Comment: The problem-statement explicitly states that the mass is moving ‘with a uniform speed’. So question (i) seems pointless.
_______________

An acceptable (IMO) answer to question (ii) is:

The magnitude of the acceleration is uniform (constant). But since the direction of the acceleration continually changes, the acceleration (a vector) is non-uniform.

The direction of the mass's acceleration is radially inwards towards the centre of rotation.

Comment: The answer in the answer-key is unsatisfactory at-best, and wrong at-worst.
_______________

An acceptable (IMO) answer to question (iii) is:

The force acting on the hand is the tension at the (inner) end of string. It’s direction is towards the mass.

An alternative acceptable (IMO) answer is that the force acting on the hand is the frictional force of the string on the hand, acting towards the mass.

Comment: The answer in the answer-key is wrong about the force. The hand is effectively stationary in an inertial frame of reference and therefore never experiences a ‘centrifugal force’.

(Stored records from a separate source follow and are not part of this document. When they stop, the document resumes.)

//! Single GET streamed into a destination file.
//!
//! The body goes to `<dest>.part` and is renamed into place only after it is
//! flushed, so an existing destination always means a finished download.

use std::fs::{self, File};
use std::io::{BufWriter, Write};
use std::path::{Path, PathBuf};

use tokio_util::sync::CancellationToken;

use super::progress::ProgressThrottle;
use super::{configure, is_success, FetchOptions};
use crate::report::Reporter;
use crate::retry::FetchError;

/// Temporary path used while a download is in flight.
pub fn part_path(dest: &Path) -> PathBuf {
    let mut name = dest.as_os_str().to_os_string();
    name.push(".part");
    PathBuf::from(name)
}

/// Downloads `url` into `dest`. Returns the number of bytes written.
///
/// On any failure (transport, non-2xx, write error, cancellation) the partial
/// file is removed and nothing exists at `dest`.
pub fn fetch_to_file(
    url: &str,
    dest: &Path,
    opts: &FetchOptions,
    cancel: &CancellationToken,
    reporter: &Reporter,
) -> Result<u64, FetchError> {
    if cancel.is_cancelled() {
        return Err(FetchError::Aborted);
    }
    let part = part_path(dest);
    let result = transfer(url, &part, opts, cancel, reporter)
        .and_then(|written| fs::rename(&part, dest).map(|_| written).map_err(FetchError::Storage));
    if result.is_err() {
        let _ = fs::remove_file(&part);
    }
    result
}

fn transfer(
    url: &str,
    part: &Path,
    opts: &FetchOptions,
    cancel: &CancellationToken,
    reporter: &Reporter,
) -> Result<u64, FetchError> {
    let file = File::create(part).map_err(FetchError::Storage)?;
    let mut out = BufWriter::new(file);
    let mut written: u64 = 0;
    let mut storage_error: Option<std::io::Error> = None;

    let mut easy = curl::easy::Easy::new();
    configure(&mut easy, url, opts).map_err(FetchError::Curl)?;

    let label = url.rsplit('/').next().unwrap_or(url).to_string();
    let mut throttle = ProgressThrottle::new(opts.progress_interval);
    let verbose = opts.verbose;
    let cancel_cb = cancel.clone();
    let reporter_cb = reporter.clone();

    let perform_result = {
        let mut transfer = easy.transfer();
        transfer
            .write_function(|data| match out.write_all(data) {
                Ok(()) => {
                    written += data.len() as u64;
                    Ok(data.len())
                }
                Err(e) => {
                    storage_error = Some(e);
                    Ok(0)
                }
            })
            .map_err(FetchError::Curl)?;
        transfer
            .progress_function(move |dltotal, dlnow, _, _| {
                if cancel_cb.is_cancelled() {
                    return false;
                }
                if verbose && dltotal > 0.0 && throttle.ready() {
                    reporter_cb.debug(format!(
                        "{}: {:.1}% ({:.1} / {:.1} MiB)",
                        label,
                        dlnow / dltotal * 100.0,
                        dlnow / 1_048_576.0,
                        dltotal / 1_048_576.0
                    ));
                }
                true
            })
            .map_err(FetchError::Curl)?;
        transfer.perform()
    };

    if let Err(e) = perform_result {
        if e.is_aborted_by_callback() || cancel.is_cancelled() {
            return Err(FetchError::Aborted);
        }
        if e.is_write_error() {
            if let Some(io_err) = storage_error.take() {
                return Err(FetchError::Storage(io_err));
            }
        }
        return Err(FetchError::Curl(e));
    }

    let code = easy.response_code().map_err(FetchError::Curl)?;
    if !is_success(code) {
        return Err(FetchError::Http(code));
    }

    out.flush().map_err(FetchError::Storage)?;
    out.get_ref().sync_all().map_err(FetchError::Storage)?;
    Ok(written)
}

#[cfg(test)]
mod tests {
    use super::*;

    #[test]
    fn part_path_appends_suffix() {
        assert_eq!(
            part_path(Path::new("/tmp/show/seg-001.ts")),
            PathBuf::from("/tmp/show/seg-001.ts.part")
        );
    }

    #[test]
    fn cancelled_before_start_touches_nothing() {
        let dir = tempfile::tempdir().unwrap();
        let dest = dir.path().join("a.ts");
        let cancel = CancellationToken::new();
        cancel.cancel();
        let res = fetch_to_file(
            "http://127.0.0.1:9/a.ts",
            &dest,
            &FetchOptions::default(),
            &cancel,
            &Reporter::silent(),
        );
        assert!(matches!(res, Err(FetchError::Aborted)));
        assert!(!dest.exists());
        assert!(!part_path(&dest).exists());
    }

    #[test]
    fn connection_failure_leaves_no_file() {
        let dir = tempfile::tempdir().unwrap();
        let dest = dir.path().join("b.ts");
        let opts = FetchOptions::default().with_timeout(std::time::Duration::from_secs(5));
        // Port 9 (discard) is closed on test hosts.
        let res = fetch_to_file(
            "http://127.0.0.1:9/b.ts",
            &dest,
            &opts,
            &CancellationToken::new(),
            &Reporter::silent(),
        );
        assert!(matches!(res, Err(FetchError::Curl(_))));
        assert!(!dest.exists());
        assert!(!part_path(&dest).exists());
    }
}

EDIT: Some changes to improve answer.

haruspex said:
Nice try, but it doesn’t work. Equation 2 is not just for any non-inertial frame; it is for the frame in which the body is at rest. So how can T be a centripetal or "radially inward" force?
Is the name the problem? I think one can define "radial" in a non-inertial frame where the body is at rest. There is a unique line, whatever name you choose to give it, along which the string is at rest and under tension which means that two equal and opposite forces are acting on it. An observer (of zero height) can crawl around a rotating platform holding a plumb bob and verify that, when he is at rest w.r.t. the platform and the bob is at rest with respect to him, the bob will point to the same point on the platform. He calls that direction "centripetal". In short, he detects and maps a force field. (It is assumed that gravity is not in the picture.)

jbriggs444
kuruman said:
Is the name the problem? I think one can define "radial" in a non-inertial frame where the body is at rest. There is a unique line, whatever name you choose to give it, along which the string is at rest and under tension which means that two equal and opposite forces are acting on it. An observer (of zero height) can crawl around a rotating platform holding a plumb bob and verify that, when he is at rest w.r.t. the platform and the bob is at rest with respect to him, the bob will point to the same point on the platform. He calls that direction "centripetal". In short, he detects and maps a force field. (It is assumed that gravity is not in the picture.)
See my edit to post #52.

kuruman said:
I should add that it is here, at PF, that I learned that when someone from India says "I have a doubt about your solution", he does not mean that he questions the validity of my solution. He is simply informing me that he has a question about my solution that needs further clarification. That kept my feathers from being ruffled.
Haha, sir, you are cent per cent correct.

Anyway, I feel the conversation is a bit out of my syllabus. I am finishing the academic year in March or so. Subsequently, I shall study all this. Sorry for the English errors so far lol.

Thank you, guys, @haruspex @kuruman @berkeman @Steve4Physics @Hill @orodium and if anyone is left out, he/she too.